**BRIEF**
All of the data below should be copied exactly as it stands.
▽
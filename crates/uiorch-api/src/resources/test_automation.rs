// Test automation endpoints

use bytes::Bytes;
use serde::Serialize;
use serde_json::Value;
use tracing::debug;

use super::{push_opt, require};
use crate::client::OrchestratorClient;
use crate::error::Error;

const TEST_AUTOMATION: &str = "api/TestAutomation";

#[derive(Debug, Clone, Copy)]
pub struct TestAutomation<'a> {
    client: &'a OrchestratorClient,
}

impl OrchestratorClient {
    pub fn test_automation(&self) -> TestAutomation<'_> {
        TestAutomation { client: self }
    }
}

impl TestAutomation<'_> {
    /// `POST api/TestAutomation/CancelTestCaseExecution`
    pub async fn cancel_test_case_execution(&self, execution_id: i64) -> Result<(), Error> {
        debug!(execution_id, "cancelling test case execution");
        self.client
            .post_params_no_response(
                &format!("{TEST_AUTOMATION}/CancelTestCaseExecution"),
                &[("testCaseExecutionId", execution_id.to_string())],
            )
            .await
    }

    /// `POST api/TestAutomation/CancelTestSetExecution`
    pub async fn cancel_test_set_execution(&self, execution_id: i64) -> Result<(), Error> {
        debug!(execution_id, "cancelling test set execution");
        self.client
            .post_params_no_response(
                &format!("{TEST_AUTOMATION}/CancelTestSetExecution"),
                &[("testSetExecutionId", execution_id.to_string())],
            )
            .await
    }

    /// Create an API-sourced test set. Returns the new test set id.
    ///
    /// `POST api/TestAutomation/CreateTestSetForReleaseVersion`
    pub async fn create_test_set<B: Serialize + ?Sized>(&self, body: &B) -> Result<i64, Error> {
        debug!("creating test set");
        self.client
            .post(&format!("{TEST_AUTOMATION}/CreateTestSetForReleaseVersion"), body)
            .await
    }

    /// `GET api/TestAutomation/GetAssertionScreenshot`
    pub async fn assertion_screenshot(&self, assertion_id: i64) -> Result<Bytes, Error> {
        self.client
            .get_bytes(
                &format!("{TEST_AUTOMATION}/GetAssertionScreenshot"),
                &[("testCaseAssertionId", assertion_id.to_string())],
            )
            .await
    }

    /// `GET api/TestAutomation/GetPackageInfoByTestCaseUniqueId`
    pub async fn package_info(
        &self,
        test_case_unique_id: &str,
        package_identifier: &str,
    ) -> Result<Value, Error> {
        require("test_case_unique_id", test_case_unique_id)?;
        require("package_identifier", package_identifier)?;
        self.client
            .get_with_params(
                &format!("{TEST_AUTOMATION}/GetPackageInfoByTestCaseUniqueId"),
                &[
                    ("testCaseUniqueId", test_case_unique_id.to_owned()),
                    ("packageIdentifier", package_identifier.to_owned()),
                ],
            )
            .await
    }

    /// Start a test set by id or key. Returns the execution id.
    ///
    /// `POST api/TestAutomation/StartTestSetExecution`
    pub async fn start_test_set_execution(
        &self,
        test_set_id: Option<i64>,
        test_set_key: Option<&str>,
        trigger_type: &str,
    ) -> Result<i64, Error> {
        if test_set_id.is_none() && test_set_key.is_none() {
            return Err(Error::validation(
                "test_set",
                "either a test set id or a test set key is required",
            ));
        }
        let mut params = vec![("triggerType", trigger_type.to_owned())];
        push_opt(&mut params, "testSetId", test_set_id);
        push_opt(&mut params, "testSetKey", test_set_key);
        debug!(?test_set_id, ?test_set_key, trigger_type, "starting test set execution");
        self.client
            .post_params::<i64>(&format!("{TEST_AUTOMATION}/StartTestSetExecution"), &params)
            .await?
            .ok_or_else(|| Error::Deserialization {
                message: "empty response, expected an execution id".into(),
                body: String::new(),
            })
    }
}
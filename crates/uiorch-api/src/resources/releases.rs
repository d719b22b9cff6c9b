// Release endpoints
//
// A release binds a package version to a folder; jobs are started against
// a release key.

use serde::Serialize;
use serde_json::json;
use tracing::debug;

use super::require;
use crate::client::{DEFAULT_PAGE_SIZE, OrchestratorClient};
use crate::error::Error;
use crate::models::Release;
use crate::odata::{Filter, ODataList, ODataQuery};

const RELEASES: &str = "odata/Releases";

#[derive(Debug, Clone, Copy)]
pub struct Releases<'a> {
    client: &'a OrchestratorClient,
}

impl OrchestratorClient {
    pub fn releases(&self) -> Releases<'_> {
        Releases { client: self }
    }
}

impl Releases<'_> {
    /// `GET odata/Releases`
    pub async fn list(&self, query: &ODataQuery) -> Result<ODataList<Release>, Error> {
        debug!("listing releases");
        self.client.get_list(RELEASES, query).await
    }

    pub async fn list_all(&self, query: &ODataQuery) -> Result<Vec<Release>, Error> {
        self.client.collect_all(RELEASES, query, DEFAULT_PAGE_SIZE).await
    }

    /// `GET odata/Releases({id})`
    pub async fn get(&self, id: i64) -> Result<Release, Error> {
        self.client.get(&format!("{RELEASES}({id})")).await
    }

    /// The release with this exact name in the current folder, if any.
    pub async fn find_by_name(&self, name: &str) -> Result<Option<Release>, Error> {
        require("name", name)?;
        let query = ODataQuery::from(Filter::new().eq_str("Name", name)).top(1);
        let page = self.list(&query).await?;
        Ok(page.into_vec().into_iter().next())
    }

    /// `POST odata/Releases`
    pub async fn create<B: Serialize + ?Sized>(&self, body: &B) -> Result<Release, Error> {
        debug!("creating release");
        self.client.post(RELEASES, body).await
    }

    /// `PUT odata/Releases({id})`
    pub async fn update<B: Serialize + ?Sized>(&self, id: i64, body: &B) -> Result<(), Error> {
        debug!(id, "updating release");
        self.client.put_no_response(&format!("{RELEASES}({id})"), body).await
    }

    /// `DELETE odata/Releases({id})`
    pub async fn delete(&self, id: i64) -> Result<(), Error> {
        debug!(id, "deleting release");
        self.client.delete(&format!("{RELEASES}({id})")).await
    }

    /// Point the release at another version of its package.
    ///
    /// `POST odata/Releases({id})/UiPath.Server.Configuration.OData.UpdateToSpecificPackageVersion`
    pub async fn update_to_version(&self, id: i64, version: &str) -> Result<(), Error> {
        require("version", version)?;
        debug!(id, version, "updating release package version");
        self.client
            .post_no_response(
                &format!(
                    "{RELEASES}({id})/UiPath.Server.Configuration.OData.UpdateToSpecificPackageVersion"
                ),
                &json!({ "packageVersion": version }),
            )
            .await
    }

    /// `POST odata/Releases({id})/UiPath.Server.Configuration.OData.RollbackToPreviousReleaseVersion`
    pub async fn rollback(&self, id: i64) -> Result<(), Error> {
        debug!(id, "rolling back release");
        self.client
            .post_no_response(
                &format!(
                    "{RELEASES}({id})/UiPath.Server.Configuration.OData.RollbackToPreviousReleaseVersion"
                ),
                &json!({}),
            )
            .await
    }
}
△
**TASK RESPONSE**
filename crates/uiorch-api/src/resources/test_automation.rs
// Test automation endpoints

use bytes::Bytes;
use serde::Serialize;
use serde_json::Value;
use tracing::debug;

use super::{push_opt, require};
use crate::client::OrchestratorClient;
use crate::error::Error;

const TEST_AUTOMATION: &str = "api/TestAutomation";

#[derive(Debug, Clone, Copy)]
pub struct TestAutomation<'a> {
    client: &'a OrchestratorClient,
}

impl OrchestratorClient {
    pub fn test_automation(&self) -> TestAutomation<'_> {
        TestAutomation { client: self }
    }
}

impl TestAutomation<'_> {
    /// `POST api/TestAutomation/CancelTestCaseExecution`
    pub async fn cancel_test_case_execution(&self, execution_id: i64) -> Result<(), Error> {
        debug!(execution_id, "cancelling test case execution");
        self.client
            .post_params_no_response(
                &format!("{TEST_AUTOMATION}/CancelTestCaseExecution"),
                &[("testCaseExecutionId", execution_id.to_string())],
            )
            .await
    }

    /// `POST api/TestAutomation/CancelTestSetExecution`
    pub async fn cancel_test_set_execution(&self, execution_id: i64) -> Result<(), Error> {
        debug!(execution_id, "cancelling test set execution");
        self.client
            .post_params_no_response(
                &format!("{TEST_AUTOMATION}/CancelTestSetExecution"),
                &[("testSetExecutionId", execution_id.to_string())],
            )
            .await
    }

    /// Create an API-sourced test set. Returns the new test set id.
    ///
    /// `POST api/TestAutomation/CreateTestSetForReleaseVersion`
    pub async fn create_test_set<B: Serialize + ?Sized>(&self, body: &B) -> Result<i64, Error> {
        debug!("creating test set");
        self.client
            .post(&format!("{TEST_AUTOMATION}/CreateTestSetForReleaseVersion"), body)
            .await
    }

    /// `GET api/TestAutomation/GetAssertionScreenshot`
    pub async fn assertion_screenshot(&self, assertion_id: i64) -> Result<Bytes, Error> {
        self.client
            .get_bytes(
                &format!("{TEST_AUTOMATION}/GetAssertionScreenshot"),
                &[("testCaseAssertionId", assertion_id.to_string())],
            )
            .await
    }

    /// `GET api/TestAutomation/GetPackageInfoByTestCaseUniqueId`
    pub async fn package_info(
        &self,
        test_case_unique_id: &str,
        package_identifier: &str,
    ) -> Result<Value, Error> {
        require("test_case_unique_id", test_case_unique_id)?;
        require("package_identifier", package_identifier)?;
        self.client
            .get_with_params(
                &format!("{TEST_AUTOMATION}/GetPackageInfoByTestCaseUniqueId"),
                &[
                    ("testCaseUniqueId", test_case_unique_id.to_owned()),
                    ("packageIdentifier", package_identifier.to_owned()),
                ],
            )
            .await
    }

    /// Start a test set by id or key. Returns the execution id.
    ///
    /// `POST api/TestAutomation/StartTestSetExecution`
    pub async fn start_test_set_execution(
        &self,
        test_set_id: Option<i64>,
        test_set_key: Option<&str>,
        trigger_type: &str,
    ) -> Result<i64, Error> {
        if test_set_id.is_none() && test_set_key.is_none() {
            return Err(Error::validation(
                "test_set",
                "either a test set id or a test set key is required",
            ));
        }
        let mut params = vec![("triggerType", trigger_type.to_owned())];
        push_opt(&mut params, "testSetId", test_set_id);
        push_opt(&mut params, "testSetKey", test_set_key);
        debug!(?test_set_id, ?test_set_key, trigger_type, "starting test set execution");
        self.client
            .post_params::<i64>(&format!("{TEST_AUTOMATION}/StartTestSetExecution"), &params)
            .await?
            .ok_or_else(|| Error::Deserialization {
                message: "empty response, expected an execution id".into(),
                body: String::new(),
            })
    }
}
filename crates/uiorch-api/src/resources/releases.rs
repository d719b22b9cff6c9b
// Release endpoints
//
// A release binds a package version to a folder; jobs are started against
// a release key.

use serde::Serialize;
use serde_json::json;
use tracing::debug;

use super::require;
use crate::client::{DEFAULT_PAGE_SIZE, OrchestratorClient};
use crate::error::Error;
use crate::models::Release;
use crate::odata::{Filter, ODataList, ODataQuery};

const RELEASES: &str = "odata/Releases";

#[derive(Debug, Clone, Copy)]
pub struct Releases<'a> {
    client: &'a OrchestratorClient,
}

impl OrchestratorClient {
    pub fn releases(&self) -> Releases<'_> {
        Releases { client: self }
    }
}

impl Releases<'_> {
    /// `GET odata/Releases`
    pub async fn list(&self, query: &ODataQuery) -> Result<ODataList<Release>, Error> {
        debug!("listing releases");
        self.client.get_list(RELEASES, query).await
    }

    pub async fn list_all(&self, query: &ODataQuery) -> Result<Vec<Release>, Error> {
        self.client.collect_all(RELEASES, query, DEFAULT_PAGE_SIZE).await
    }

    /// `GET odata/Releases({id})`
    pub async fn get(&self, id: i64) -> Result<Release, Error> {
        self.client.get(&format!("{RELEASES}({id})")).await
    }

    /// The release with this exact name in the current folder, if any.
    pub async fn find_by_name(&self, name: &str) -> Result<Option<Release>, Error> {
        require("name", name)?;
        let query = ODataQuery::from(Filter::new().eq_str("Name", name)).top(1);
        let page = self.list(&query).await?;
        Ok(page.into_vec().into_iter().next())
    }

    /// `POST odata/Releases`
    pub async fn create<B: Serialize + ?Sized>(&self, body: &B) -> Result<Release, Error> {
        debug!("creating release");
        self.client.post(RELEASES, body).await
    }

    /// `PUT odata/Releases({id})`
    pub async fn update<B: Serialize + ?Sized>(&self, id: i64, body: &B) -> Result<(), Error> {
        debug!(id, "updating release");
        self.client.put_no_response(&format!("{RELEASES}({id})"), body).await
    }

    /// `DELETE odata/Releases({id})`
    pub async fn delete(&self, id: i64) -> Result<(), Error> {
        debug!(id, "deleting release");
        self.client.delete(&format!("{RELEASES}({id})")).await
    }

    /// Point the release at another version of its package.
    ///
    /// `POST odata/Releases({id})/UiPath.Server.Configuration.OData.UpdateToSpecificPackageVersion`
    pub async fn update_to_version(&self, id: i64, version: &str) -> Result<(), Error> {
        require("version", version)?;
        debug!(id, version, "updating release package version");
        self.client
            .post_no_response(
                &format!(
                    "{RELEASES}({id})/UiPath.Server.Configuration.OData.UpdateToSpecificPackageVersion"
                ),
                &json!({ "packageVersion": version }),
            )
            .await
    }

    /// `POST odata/Releases({id})/UiPath.Server.Configuration.OData.RollbackToPreviousReleaseVersion`
    pub async fn rollback(&self, id: i64) -> Result<(), Error> {
        debug!(id, "rolling back release");
        self.client
            .post_no_response(
                &format!(
                    "{RELEASES}({id})/UiPath.Server.Configuration.OData.RollbackToPreviousReleaseVersion"
                ),
                &json!({}),
            )
            .await
    }
}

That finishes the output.